For starters, we have a couple smaller virtual CPU servers running that simply get jobs from a selfmade balancer. But it is not time critical, so it is ok for us if it takes a couple minutes.

Summary for future reference:

  • The underlying libdeepspeech.so can be accessed concurrently on CPU via the native bindings. You would have to manage the processes yourself.
1 Like

Since you don’t share any hw infos on your current setup, it’s impossible to help there.

You should first explain your current design?

there’s no batching support in libdeepspeech.so, so I don’t see how you can run anything concurrently.

Good to know, I guess you could have several DeepSpeech instances on one machine and distribute work between them.

When we invoke DeepSpeech from the bash command line, does that launch a separate instance every time, or does it try to launch the same instance that is already running?

Are we taking about C++ binary ? NodeJS ? Python ?
Please read the code and understand that those are just basic frontends to the library / bindings.

Sorry, I don’t even understand what you mean there.

@lissyx Thank you for your response. Here is a little more info about our setup.

  1. teacher inputs sentences they would like learners to practice
  2. we concatenate the sentences into a single text file, and send the text file to kenlm, which returns a scorer
  3. learner accesses the speaking activity via a web browser
  4. we record the audio via the web browser and send it via formdata (along with the pre-generated scorer) to a php script
  5. php script converts audio formdata into a format compatible with DeepSpeech, and then invokes deepspeech with the audio file and the scorer:

exec("ffmpeg -i “.escapeshellarg($_FILES[‘blob’][‘tmp_name’]).” -acodec pcm_s16le -ac 1 -ar 16000 ".$audioPath);
$transcript = shell_exec("sudo /root/DeepSpeech/deepspeech --model /root/model.pbmm --scorer “.$scorerPath.” --audio ".$audioPath);

  1. transcript is returned to browser for further processing

If you could provide any advice on how to optimize this flow, that would be appreciated.

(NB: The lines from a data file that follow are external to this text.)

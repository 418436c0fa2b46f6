//! Waypoint Core - vehicle position simulation engine
//!
//! Advances simulated vehicles along their routes in discrete ticks, fans tick
//! jobs out over an at-least-once work queue, and projects arrival times. The
//! crate holds the geospatial math, the tick and scheduling logic, the storage
//! contracts with their backends, and configuration.

pub mod clock;
pub mod config;
pub mod eta;
pub mod geo;
pub mod lifecycle;
pub mod mirror;
pub mod model;
pub mod queue;
pub mod scheduler;
pub mod store;
pub mod tick;
pub mod tracing_setup;

#[cfg(any(test, feature = "test-utils"))]
pub mod test_mocks;

pub use clock::{Clock, ManualClock, SystemClock};
pub use config::{ConfigError, WaypointConfig};
pub use eta::{EtaEstimate, EtaEstimator};
pub use geo::{GeoError, GeoPoint, RouteGeometry};
pub use lifecycle::{LifecycleError, SimulationControl};
pub use mirror::{LocationMirror, MirrorError};
pub use model::{ShipmentId, SimulatedVehicle, SimulationStatus, TickJob, ValidationError};
pub use queue::{HttpTickQueue, MessageId, QueueError, TickQueue};
pub use scheduler::{DispatchOutcome, EnqueueSummary, SchedulerError, TickScheduler};
pub use store::{ActiveSimulationRegistry, SimulationStateStore, StoreError};
pub use tick::{TickError, TickOutcome, TickProcessor};

/// Errors that can bubble up from any Waypoint subsystem.
#[derive(Debug, thiserror::Error)]
pub enum WaypointError {
    #[error("Validation error: {0}")]
    Validation(#[from] ValidationError),

    #[error("Tick error: {0}")]
    Tick(#[from] TickError),

    #[error("Scheduler error: {0}")]
    Scheduler(#[from] SchedulerError),

    #[error("Lifecycle error: {0}")]
    Lifecycle(#[from] LifecycleError),

    #[error("Configuration error: {0}")]
    Configuration(#[from] ConfigError),

    #[error("Storage error: {0}")]
    Storage(#[from] StoreError),

    #[error("Queue error: {0}")]
    Queue(#[from] QueueError),
}

impl WaypointError {
    /// Returns a user-friendly error message suitable for display.
    pub fn user_message(&self) -> String {
        match self {
            WaypointError::Validation(e) => e.to_string(),
            WaypointError::Tick(e) => match e {
                TickError::Geospatial(_) => "Simulation route is malformed".to_string(),
                TickError::VersionConflict { .. } => {
                    "Simulation was updated concurrently, tick will be retried".to_string()
                }
                _ => "Failed to process simulation tick".to_string(),
            },
            WaypointError::Scheduler(_) => "Failed to enqueue simulation ticks".to_string(),
            WaypointError::Lifecycle(e) => match e {
                LifecycleError::NotFound { shipment_id } => {
                    format!("No simulation found for shipment {shipment_id}")
                }
                LifecycleError::AlreadyActive { shipment_id, .. } => {
                    format!("Simulation for shipment {shipment_id} is already running")
                }
                LifecycleError::InvalidTransition { from, to, .. } => {
                    format!("Cannot change simulation status from {from} to {to}")
                }
                LifecycleError::InvalidRoute(_) | LifecycleError::InvalidRouteDistance { .. } => {
                    format!("Invalid route: {e}")
                }
                _ => "Simulation update failed".to_string(),
            },
            WaypointError::Configuration(e) => format!("Configuration error: {e}"),
            WaypointError::Storage(_) => "Simulation storage unavailable".to_string(),
            WaypointError::Queue(_) => "Work queue unavailable".to_string(),
        }
    }

    /// Checks if this error is due to caller input rather than infrastructure.
    pub fn is_user_error(&self) -> bool {
        matches!(
            self,
            WaypointError::Validation(_)
                | WaypointError::Configuration(_)
                | WaypointError::Lifecycle(
                    LifecycleError::NotFound { .. }
                        | LifecycleError::AlreadyActive { .. }
                        | LifecycleError::InvalidTransition { .. }
                        | LifecycleError::InvalidRoute(_)
                        | LifecycleError::InvalidRouteDistance { .. }
                )
        )
    }
}

pub type Result<T> = std::result::Result<T, WaypointError>;

#[cfg(test)]
mod tests {
    use super::*;

    #[test]
    fn test_user_error_classification() {
        assert!(WaypointError::from(ValidationError::MissingShipmentId).is_user_error());
        assert!(
            WaypointError::from(ConfigError::MissingValue {
                name: "WAYPOINT_PUBLIC_URL"
            })
            .is_user_error()
        );
        assert!(!WaypointError::from(TickError::VersionConflict { attempts: 3 }).is_user_error());
        assert!(
            !WaypointError::from(StoreError::Backend {
                reason: "down".to_string()
            })
            .is_user_error()
        );
    }

    #[test]
    fn test_user_messages_hide_backend_detail() {
        let error = WaypointError::from(StoreError::Backend {
            reason: "redis://secret@host refused".to_string(),
        });
        assert!(!error.user_message().contains("secret"));

        let error = WaypointError::from(LifecycleError::NotFound {
            shipment_id: ShipmentId::parse("SHP-9").unwrap(),
        });
        assert_eq!(error.user_message(), "No simulation found for shipment SHP-9");
    }
}
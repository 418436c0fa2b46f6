//! Wall-clock abstraction so tick integration can run against controlled time.

use std::sync::atomic::{AtomicI64, Ordering};
use std::time::Duration;

/// Source of epoch-millisecond timestamps.
pub trait Clock: Send + Sync {
    fn now_ms(&self) -> i64;
}

/// Real wall clock.
#[derive(Debug, Clone, Copy, Default)]
pub struct SystemClock;

impl Clock for SystemClock {
    fn now_ms(&self) -> i64 {
        chrono::Utc::now().timestamp_millis()
    }
}

/// Manually driven clock for tests and deterministic simulations.
///
/// Unlike a simulation clock it may be set backwards, which is how clock skew
/// between queue deliveries is reproduced.
#[derive(Debug, Default)]
pub struct ManualClock {
    now_ms: AtomicI64,
}

impl ManualClock {
    pub fn new(start_ms: i64) -> Self {
        Self {
            now_ms: AtomicI64::new(start_ms),
        }
    }

    /// Moves the clock forward by `duration`.
    pub fn advance(&self, duration: Duration) {
        let millis = i64::try_from(duration.as_millis()).unwrap_or(i64::MAX);
        self.now_ms.fetch_add(millis, Ordering::SeqCst);
    }

    pub fn set(&self, now_ms: i64) {
        self.now_ms.store(now_ms, Ordering::SeqCst);
    }
}

impl Clock for ManualClock {
    fn now_ms(&self) -> i64 {
        self.now_ms.load(Ordering::SeqCst)
    }
}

We are invoking DeepSpeech from the command line using PHP’s shell_exec, but we are also looking into using nodejs bindings, if they are more efficient…

sorry but this is super bad:

  • NEVER run code as root, unless you wrote it
  • don’t expect good performances of a setup like that, you’re reloading the model everytime
  • we don’t have bindings for PHP, sorry

they are not going to be more efficient by themselves, it’s just a binding of libdeepspeech.so so it will be as fast. The big difference is that you can properly use the API and load the model once and run multiples inferences against it.

And given your usecase, you want to use streaming obviously …

Add threading / processes, you load one model on each, and voilà …

This is also super bad for your latency. Please explore https://github.com/mozilla/DeepSpeech-examples/ there are multiple examples streaming audio from the browser over websocket.

this could be done client-side, I think we have some examples doing it

There are quite number of DeepSpeech server implementations on Github: https://github.com/search?q=deepspeech+server

None of the implementations tackles the issue of concurrent requests. Some kind of request queueing is required, plus load-balancing in case you have multiple DS instances available.

My knowledge of application server stacks is outdated (J2EE or JBoss/Spring were the obvious choices when my job description was “web app developer”) but I am confident that now there are tons of frameworks in almost any programming language that can handle the issue.

1 Like